• EXERCISE DESCRIPTION:
Copy word for word the lines from the start of the records through the line that contains "Notification Banner requires", both included.

• THE DATA:
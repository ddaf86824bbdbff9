//! # Notification Banner
//!
//! Maps the banner widget's change notifications to the single status line
//! shown above it. Each notification replaces the previous line; nothing
//! accumulates.

use serde::{Deserialize, Serialize};

/// Shown when the account session endpoint answered with an error
pub const BANNER_REQUIRES_ACCOUNT: &str =
    "Note: Notification Banner requires STRIPE_CONNECTED_ACCOUNT_ID env variable";

/// Shown when fetching the account session failed outright
pub const BANNER_INIT_FAILED: &str = "Note: Notification Banner could not be initialized";

/// Payload of the banner's `onNotificationsChange` callback
#[derive(Debug, Clone, Copy, PartialEq, Eq, Serialize, Deserialize)]
#[serde(rename_all = "camelCase")]
pub struct NotificationSummary {
    /// Items the account holder must resolve
    pub action_required: u32,
    /// All items, including those only under review
    pub total: u32,
}

/// Which of the three mutually exclusive notices applies
#[derive(Debug, Clone, Copy, PartialEq, Eq)]
pub enum BannerNotice {
    ActionRequired(u32),
    InReview(u32),
    Clear,
}

impl From<NotificationSummary> for BannerNotice {
    fn from(summary: NotificationSummary) -> Self {
        if summary.action_required > 0 {
            BannerNotice::ActionRequired(summary.action_required)
        } else if summary.total > 0 {
            BannerNotice::InReview(summary.total)
        } else {
            BannerNotice::Clear
        }
    }
}

/// Wording used by each host page
#[derive(Debug, Clone, Copy, PartialEq, Eq, Default)]
pub enum MessageStyle {
    /// Banner above the checkout form
    #[default]
    Checkout,
    /// Connect dashboard, with counts
    Dashboard,
}

impl MessageStyle {
    pub fn parse(value: &str) -> Self {
        match value {
            "dashboard" => MessageStyle::Dashboard,
            _ => MessageStyle::Checkout,
        }
    }
}

impl BannerNotice {
    pub fn message(&self, style: MessageStyle) -> String {
        match (style, self) {
            (MessageStyle::Checkout, BannerNotice::ActionRequired(_)) => {
                "You must resolve the notifications below before proceeding.".to_string()
            }
            (MessageStyle::Checkout, BannerNotice::InReview(_)) => {
                "The items below are in review.".to_string()
            }
            (MessageStyle::Checkout, BannerNotice::Clear) => String::new(),
            (MessageStyle::Dashboard, BannerNotice::ActionRequired(n)) => {
                format!("{} notification(s) require your attention.", n)
            }
            (MessageStyle::Dashboard, BannerNotice::InReview(n)) => {
                format!("{} notification(s) in review.", n)
            }
            (MessageStyle::Dashboard, BannerNotice::Clear) => {
                "No notifications at this time.".to_string()
            }
        }
    }
}

/// Lifecycle of the banner on a host page
#[derive(Debug, Clone, PartialEq, Eq)]
pub enum BannerState {
    /// Account session requested, widget not yet created
    Loading,
    /// Widget mounted; `message` is the latest status line
    Ready { message: String },
    /// Static fallback, never retried
    Degraded { message: String },
}

impl BannerState {
    /// Apply a change notification; ignored unless the banner is mounted
    pub fn notify(&mut self, summary: NotificationSummary, style: MessageStyle) {
        if let BannerState::Ready { message } = self {
            *message = BannerNotice::from(summary).message(style);
        }
    }

    pub fn message(&self) -> Option<&str> {
        match self {
            BannerState::Loading => None,
            BannerState::Ready { message } | BannerState::Degraded { message } => {
                Some(message.as_str()).filter(|m| !m.is_empty())
            }
        }
    }
}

• FINAL ANSWER:
repository ddaf86824bbdbff9
//! # Notification Banner
//!
//! Maps the banner widget's change notifications to the single status line
//! shown above it. Each notification replaces the previous line; nothing
//! accumulates.

use serde::{Deserialize, Serialize};

/// Shown when the account session endpoint answered with an error
pub const BANNER_REQUIRES_ACCOUNT: &str =
    "Note: Notification Banner requires STRIPE_CONNECTED_ACCOUNT_ID env variable";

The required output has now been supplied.